* **Task objective**: Take the records underneath and set them down exactly.

* **Entries provided**:

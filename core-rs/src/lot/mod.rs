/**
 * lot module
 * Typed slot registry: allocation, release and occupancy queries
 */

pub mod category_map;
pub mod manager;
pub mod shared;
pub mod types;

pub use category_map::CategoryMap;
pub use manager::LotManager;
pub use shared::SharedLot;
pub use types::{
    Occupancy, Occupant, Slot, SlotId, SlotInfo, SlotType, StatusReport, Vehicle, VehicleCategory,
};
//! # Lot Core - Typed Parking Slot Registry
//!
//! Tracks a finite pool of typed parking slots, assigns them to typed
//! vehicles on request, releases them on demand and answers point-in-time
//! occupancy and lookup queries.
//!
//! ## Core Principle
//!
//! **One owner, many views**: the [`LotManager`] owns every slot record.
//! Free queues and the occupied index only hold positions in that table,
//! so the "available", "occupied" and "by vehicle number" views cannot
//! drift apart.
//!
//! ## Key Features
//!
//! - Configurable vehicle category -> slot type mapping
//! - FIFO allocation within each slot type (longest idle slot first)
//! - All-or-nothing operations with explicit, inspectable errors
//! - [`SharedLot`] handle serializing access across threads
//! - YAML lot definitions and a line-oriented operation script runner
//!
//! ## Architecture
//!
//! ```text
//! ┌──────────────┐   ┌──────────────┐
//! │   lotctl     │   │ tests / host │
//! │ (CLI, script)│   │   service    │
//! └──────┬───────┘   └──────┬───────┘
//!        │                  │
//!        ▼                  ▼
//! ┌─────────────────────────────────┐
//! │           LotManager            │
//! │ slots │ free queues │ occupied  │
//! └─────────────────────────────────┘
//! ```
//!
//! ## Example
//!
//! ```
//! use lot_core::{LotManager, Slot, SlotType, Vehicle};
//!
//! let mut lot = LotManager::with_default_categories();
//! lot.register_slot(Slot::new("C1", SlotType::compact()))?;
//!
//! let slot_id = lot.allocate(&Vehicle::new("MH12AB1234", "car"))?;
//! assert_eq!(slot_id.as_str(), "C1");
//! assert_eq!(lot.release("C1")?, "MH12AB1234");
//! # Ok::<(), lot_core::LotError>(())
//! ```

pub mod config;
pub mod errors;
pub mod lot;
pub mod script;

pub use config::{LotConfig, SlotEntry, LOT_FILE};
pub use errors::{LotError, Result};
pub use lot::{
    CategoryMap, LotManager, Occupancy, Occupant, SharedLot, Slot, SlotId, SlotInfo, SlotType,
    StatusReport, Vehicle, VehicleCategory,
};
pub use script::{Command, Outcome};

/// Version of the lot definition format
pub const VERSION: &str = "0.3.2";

* **Solution for this task**:
filename core-rs/src/lot/mod.rs
/**
 * lot module
 * Typed slot registry: allocation, release and occupancy queries
 */

pub mod category_map;
pub mod manager;
pub mod shared;
pub mod types;

pub use category_map::CategoryMap;
pub use manager::LotManager;
pub use shared::SharedLot;
pub use types::{
    Occupancy, Occupant, Slot, SlotId, SlotInfo, SlotType, StatusReport, Vehicle, VehicleCategory,
};
//! # Lot Core - Typed Parking Slot Registry
//!
//! Tracks a finite pool of typed parking slots, assigns them to typed
//! vehicles on request, releases them on demand and answers point-in-time
//! occupancy and lookup queries.
//!
//! ## Core Principle
//!
//! **One owner, many views**: the [`LotManager`] owns every slot record.
//! Free queues and the occupied index only hold positions in that table,
//! so the "available", "occupied" and "by vehicle number" views cannot
//! drift apart.
//!
//! ## Key Features
//!
//! - Configurable vehicle category -> slot type mapping
//! - FIFO allocation within each slot type (longest idle slot first)
//! - All-or-nothing operations with explicit, inspectable errors
//! - [`SharedLot`] handle serializing access across threads
//! - YAML lot definitions and a line-oriented operation script runner
//!
//! ## Architecture
//!
//! ```text
//! ┌──────────────┐   ┌──────────────┐
//! │   lotctl     │   │ tests / host │
//! │ (CLI, script)│   │   service    │
//! └──────┬───────┘   └──────┬───────┘
//!        │                  │
//!        ▼                  ▼
//! ┌─────────────────────────────────┐
//! │           LotManager            │
//! │ slots │ free queues │ occupied  │
//! └─────────────────────────────────┘
//! ```
//!
//! ## Example
//!
//! ```
//! use lot_core::{LotManager, Slot, SlotType, Vehicle};
//!
//! let mut lot = LotManager::with_default_categories();
//! lot.register_slot(Slot::new("C1", SlotType::compact()))?;
//!
//! let slot_id = lot.allocate(&Vehicle::new("MH12AB1234", "car"))?;
//! assert_eq!(slot_id.as_str(), "C1");
//! assert_eq!(lot.release("C1")?, "MH12AB1234");
//! # Ok::<(), lot_core::LotError>(())
//! ```

pub mod config;
pub mod errors;
pub mod lot;
pub mod script;

pub use config::{LotConfig, SlotEntry, LOT_FILE};
pub use errors::{LotError, Result};
pub use lot::{
    CategoryMap, LotManager, Occupancy, Occupant, SharedLot, Slot, SlotId, SlotInfo, SlotType,
    StatusReport, Vehicle, VehicleCategory,
};
pub use script::{Command, Outcome};

/// Version of the lot definition format
pub const VERSION: &str = "0.3.2";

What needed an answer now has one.